- SDS Sheets: Available upon request on all chemicals used in this process.
- PPE: The following should be worn by all lab personnel during Ethanol extraction:
- Splash Goggle
- Lab Coat
- Select DV with a maximum capacity of at least twice the volume of oleoresin used, add magnet Stir Bar, and record the Tared weight of DV.
- A stainless-steel vessel (Bain Marie) is recommended due to its durability and higher heat transfer coefficient, however a glass beaker will also work well.
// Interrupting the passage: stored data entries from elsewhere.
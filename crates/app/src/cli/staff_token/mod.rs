use clap::{Args, Subcommand};

mod create;
mod revoke;

#[derive(Debug, Args)]
pub(crate) struct StaffTokenCommand {
    #[command(subcommand)]
    command: StaffTokenSubcommand,
}

#[derive(Debug, Subcommand)]
enum StaffTokenSubcommand {
    Create(create::CreateStaffTokenArgs),
    Revoke(revoke::RevokeStaffTokenArgs),
}

pub(crate) async fn run(command: StaffTokenCommand) -> Result<(), String> {
    match command.command {
        StaffTokenSubcommand::Create(args) => create::run(args).await,
        StaffTokenSubcommand::Revoke(args) => revoke::run(args).await,
    }
}
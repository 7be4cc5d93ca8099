//! Service test support.

pub(crate) mod helpers;

pub(crate) use context::TestContext;
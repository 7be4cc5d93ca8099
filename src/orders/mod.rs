//! Orders

use jiff::Timestamp;
use serde::{Deserialize, Serialize};
use thiserror::Error;
use uuid::Uuid;

use crate::{
    catalog::{LineKey, ProductUuid, VariantUuid},
    coupons::{CouponCode, CouponUuid, EvaluatedCoupon},
    customers::{Customer, Payment, PaymentMethod},
    uuids::TypedUuid,
};

mod number;
mod status;

pub use number::{InvalidOrderNumber, OrderNumber};
pub use status::{OrderStatus, PaymentStatus, TransitionError};

/// Order UUID
pub type OrderUuid = TypedUuid<Order>;

/// Maximum length of a client-generated idempotency key.
pub const MAX_IDEMPOTENCY_KEY_LEN: usize = 100;

/// Why an idempotency key was rejected.
#[derive(Debug, Error, Clone, Copy, PartialEq, Eq)]
#[error("idempotency key must be 1 to {MAX_IDEMPOTENCY_KEY_LEN} visible characters")]
pub struct InvalidIdempotencyKey;

/// Client-generated token that deduplicates repeated submissions of one
/// checkout.
#[derive(Debug, Clone, PartialEq, Eq, Hash, Serialize, Deserialize)]
#[serde(transparent)]
pub struct IdempotencyKey(String);

impl IdempotencyKey {
    /// # Errors
    ///
    /// Returns [`InvalidIdempotencyKey`] when the trimmed key is empty, too
    /// long, or contains control characters.
    pub fn parse(raw: &str) -> Result<Self, InvalidIdempotencyKey> {
        let trimmed = raw.trim();
        let len = trimmed.chars().count();

        if len == 0 || len > MAX_IDEMPOTENCY_KEY_LEN || trimmed.chars().any(char::is_control) {
            return Err(InvalidIdempotencyKey);
        }

        Ok(Self(trimmed.to_string()))
    }

    /// The trimmed key.
    pub fn as_str(&self) -> &str {
        &self.0
    }
}

/// A priced line, frozen at assembly time.
#[derive(Debug, Clone, PartialEq, Eq, Serialize)]
#[serde(rename_all = "camelCase")]
pub struct DraftItem {
    /// Product and variant the line draws on.
    pub key: LineKey,
    /// Name frozen at assembly.
    pub name: String,
    /// Units ordered.
    pub quantity: u32,
    /// Authoritative unit price.
    pub unit_price: u64,
    /// `unit_price * quantity`.
    pub line_total: u64,
}

/// The coupon charged to an order.
#[derive(Debug, Clone, PartialEq, Eq, Serialize)]
#[serde(rename_all = "camelCase")]
pub struct AppliedCoupon {
    /// Coupon id.
    pub uuid: CouponUuid,
    /// Normalised code.
    pub code: CouponCode,
    /// Amount taken off the subtotal.
    pub discount: u64,
}

impl From<EvaluatedCoupon> for AppliedCoupon {
    fn from(evaluated: EvaluatedCoupon) -> Self {
        Self {
            uuid: evaluated.coupon.uuid,
            code: evaluated.coupon.code,
            discount: evaluated.discount,
        }
    }
}

/// A fully priced order that has not been committed.
///
/// Built only by [`crate::checkout::assemble`], so `total == subtotal -
/// discount` and `subtotal` is the sum of the line totals.
#[derive(Debug, Clone, PartialEq, Eq)]
pub struct OrderDraft {
    order_number: OrderNumber,
    customer: Customer,
    payment: Payment,
    user: Option<Uuid>,
    items: Vec<DraftItem>,
    subtotal: u64,
    coupon: Option<AppliedCoupon>,
    total: u64,
    idempotency_key: Option<IdempotencyKey>,
    created_at: Timestamp,
}

/// Everything needed to build an [`OrderDraft`]; totals are derived.
#[derive(Debug)]
pub(crate) struct DraftParts {
    pub order_number: OrderNumber,
    pub customer: Customer,
    pub payment: Payment,
    pub user: Option<Uuid>,
    pub items: Vec<DraftItem>,
    pub subtotal: u64,
    pub coupon: Option<AppliedCoupon>,
    pub idempotency_key: Option<IdempotencyKey>,
    pub created_at: Timestamp,
}

impl OrderDraft {
    /// Returns `None` when the discount exceeds the subtotal.
    pub(crate) fn new(parts: DraftParts) -> Option<Self> {
        let discount = parts.coupon.as_ref().map_or(0, |coupon| coupon.discount);
        let total = parts.subtotal.checked_sub(discount)?;

        Some(Self {
            order_number: parts.order_number,
            customer: parts.customer,
            payment: parts.payment,
            user: parts.user,
            items: parts.items,
            subtotal: parts.subtotal,
            coupon: parts.coupon,
            total,
            idempotency_key: parts.idempotency_key,
            created_at: parts.created_at,
        })
    }

    /// Replace the order number, e.g. after a storage collision.
    #[must_use]
    pub fn with_order_number(mut self, order_number: OrderNumber) -> Self {
        self.order_number = order_number;
        self
    }

    /// Customer-facing order number.
    pub fn order_number(&self) -> &OrderNumber {
        &self.order_number
    }

    /// Validated contact details.
    pub fn customer(&self) -> &Customer {
        &self.customer
    }

    /// Validated payment.
    pub fn payment(&self) -> &Payment {
        &self.payment
    }

    /// Signed-in account placing the order.
    pub fn user(&self) -> Option<Uuid> {
        self.user
    }

    /// Priced lines.
    pub fn items(&self) -> &[DraftItem] {
        &self.items
    }

    /// Sum of the line totals.
    pub fn subtotal(&self) -> u64 {
        self.subtotal
    }

    /// Coupon discount, zero without a coupon.
    pub fn discount(&self) -> u64 {
        self.coupon.as_ref().map_or(0, |coupon| coupon.discount)
    }

    /// `subtotal - discount`.
    pub fn total(&self) -> u64 {
        self.total
    }

    /// Applied coupon, if any.
    pub fn coupon(&self) -> Option<&AppliedCoupon> {
        self.coupon.as_ref()
    }

    /// Client key for safe resubmission.
    pub fn idempotency_key(&self) -> Option<&IdempotencyKey> {
        self.idempotency_key.as_ref()
    }

    /// Assembly time.
    pub fn created_at(&self) -> Timestamp {
        self.created_at
    }

    /// Stock to take per line, in the order rows must be locked: sorted by
    /// product then variant.
    pub fn stock_decrements(&self) -> Vec<(LineKey, u32)> {
        let mut decrements: Vec<_> = self
            .items
            .iter()
            .map(|item| (item.key, item.quantity))
            .collect();

        decrements.sort_unstable_by_key(|(key, _)| *key);

        decrements
    }
}

/// bKash details recorded with an order. Never verified here.
#[derive(Debug, Clone, PartialEq, Eq, Serialize, Deserialize)]
#[serde(rename_all = "camelCase")]
pub struct PaymentReference {
    /// Paying bKash account.
    pub bkash_number: String,
    /// bKash transaction id.
    pub bkash_trx_id: String,
}

impl PaymentReference {
    /// The reference for a bKash payment; `None` for cash on delivery.
    pub fn from_payment(payment: &Payment) -> Option<Self> {
        match payment {
            Payment::CashOnDelivery => None,
            Payment::Bkash {
                account_number,
                transaction_id,
            } => Some(Self {
                bkash_number: account_number.to_string(),
                bkash_trx_id: transaction_id.clone(),
            }),
        }
    }
}

/// A committed order line.
#[derive(Debug, Clone, PartialEq, Eq, Serialize, Deserialize)]
#[serde(rename_all = "camelCase")]
pub struct OrderItem {
    /// Ordered product.
    pub product_uuid: ProductUuid,
    /// Ordered variant, if any.
    pub variant_uuid: Option<VariantUuid>,
    /// Name at the time of ordering.
    pub name: String,
    /// Units ordered.
    pub quantity: u32,
    /// Unit price charged.
    pub unit_price: u64,
    /// `unit_price * quantity`.
    pub line_total: u64,
}

/// A committed order.
#[derive(Debug, Clone, PartialEq, Eq, Serialize, Deserialize)]
#[serde(rename_all = "camelCase")]
pub struct Order {
    /// Order id.
    pub uuid: OrderUuid,
    /// Customer-facing order number.
    pub order_number: OrderNumber,
    /// Recipient name.
    pub customer_name: String,
    /// Normalised mobile number.
    pub customer_phone: String,
    /// Delivery address.
    pub customer_address: String,
    /// Email, if given.
    pub customer_email: Option<String>,
    /// Signed-in account that placed the order.
    pub user_uuid: Option<Uuid>,
    /// Declared payment method.
    pub payment_method: PaymentMethod,
    /// bKash details for bKash orders.
    pub payment_reference: Option<PaymentReference>,
    /// Lines in insertion order.
    pub items: Vec<OrderItem>,
    /// Sum of the line totals.
    pub subtotal: u64,
    /// Coupon discount.
    pub discount: u64,
    /// `subtotal - discount`.
    pub total: u64,
    /// Code of the applied coupon.
    pub coupon_code: Option<String>,
    /// Fulfilment state.
    pub order_status: OrderStatus,
    /// Payment state.
    pub payment_status: PaymentStatus,
    /// When the order was placed.
    pub created_at: Timestamp,
    /// Last status change.
    pub updated_at: Timestamp,
}
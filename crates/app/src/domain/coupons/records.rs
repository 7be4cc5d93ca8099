//! Coupon Records

use bazaar::coupons::{Coupon, CouponCode, CouponDiscount, CouponUuid};
use jiff::Timestamp;

/// Coupon Record
#[derive(Debug, Clone, PartialEq, Eq)]
pub struct CouponRecord {
    pub uuid: CouponUuid,
    pub code: CouponCode,
    pub discount: CouponDiscount,
    pub min_purchase: Option<u64>,
    pub valid_from: Timestamp,
    pub valid_to: Timestamp,
    pub usage_limit: Option<u32>,
    pub usage_count: u32,
    pub active: bool,
    pub created_at: Timestamp,
    pub updated_at: Timestamp,
}

impl From<CouponRecord> for Coupon {
    fn from(record: CouponRecord) -> Self {
        Self {
            uuid: record.uuid,
            code: record.code,
            discount: record.discount,
            min_purchase: record.min_purchase,
            valid_from: record.valid_from,
            valid_to: record.valid_to,
            usage_limit: record.usage_limit,
            usage_count: record.usage_count,
            active: record.active,
        }
    }
}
- Fill up to one-half of the total volume of the DV with extracted oleoresin. Record Oleoresin weight with DV tare weight subtracted.
- Using a Controllable Heat Source (Hot Plate, Induction Cooktop), select your appropriate temperature based on time allotted.
- Decarboxylation Times and Temperatures (Approximately while data supports these times, original composition of Oil can change time required. Continue operation until production of small semi-table CO2 bubble ceases).
- 60 minutes at 130 ˚C
- 180 minutes at 110 ˚C
*Temperatures and times for decarboxylation are reliant upon a thin film of reactant, thick solutions allow for such less efficient and heat distribution and gas exchange, so thicker solutions will need more time to Decarboxylate fully.
- Set Stir function (magnetic or overhead stirrer) at 240-1500 RPM to allow proper gas exchange.
*Lack of stirred agitation will result in boil over.
- If a layer of tiny bubbles grows on top of the Decarboxylation, use a stainless steel or glass stir rod to break up layer.
* Allow Decarboxylation to continue until production of small semi-stable CO2 bubble ceases.
If using Vacuum: Initiate vacuum to system by turning on Vacuum Pump. If -50˚C or lower Cold Trap cooling is possible, full vacuum (2-20mmhg) is suitable. If these low depths of temperatures cannot be reached, regulate Vacuum at 200-350 mmhg, as to ensure full retention of fragrant compounds.
- Initiate heating of the Mantle until Oleoresin temperature reaches 75˚C, then initiate magnetic stirrer to 100-250rpm.
- Raise mantle temperature to 100˚C. Wait 15 minutes or until total oleoresin is liquid and flowing with the stir bar.
Note: If using Vacuum, starting with vacuum pulled on the system, a ramp from 50-75-100˚C is suitable, and will help mitigate any foaming or bumping up the fractional distillation column.
- Once oleoresin in liquid and flowing with stir bar, raise Stirrer RPM slowly until maximum RPM is achieved. Fast Stir bar revolutions are important as a vortex is needed to break up the semi-table CO2 bubbles that form as a foam on top of the oleoresin. This is especially necessary in non-vacuum operations.
- Raise Mantle temperature to 125˚C after 20 minutes to allow for a gentler distillation of the lower molecular weight volatiles, preventing degradation of the Essential Oil.
- Continue Decarboxylation until cessation of small semi-stable CO2 bubble production. This marks the end of the Decarboxylation.
- Once Decarboxylation is finished, turn off heat to the mantle, and allow oleoresin temperature to lower to below 70˚C.
- If Vacuum is used, turn Vacuum pump off and open system to atmosphere.
- Disassemble system, clean off any used Joint Grease, and clean each piece of glassware except the Oil-Water Separator.
- Remove Hydrosol from Oil-Water Separator and collect in a sealable container.
- In a Cold Trap was utilized, remove Cold Trap from coolant bath, wipe dry with a towel of cloth.
- Remove contents of cold trap and add it to Oil-Water Separator, Rinse Cold Trap with distilled water of hydrosol and add that to the Oil-Water Separator as well.
- Drain off Hydrosol, collect into Hydrosol container.
- Drain off Essential Oil into suitable container. Place in freeze for 24 hours to freeze any lasting H2O in the oil. Pour essential oil into secondary suitable container.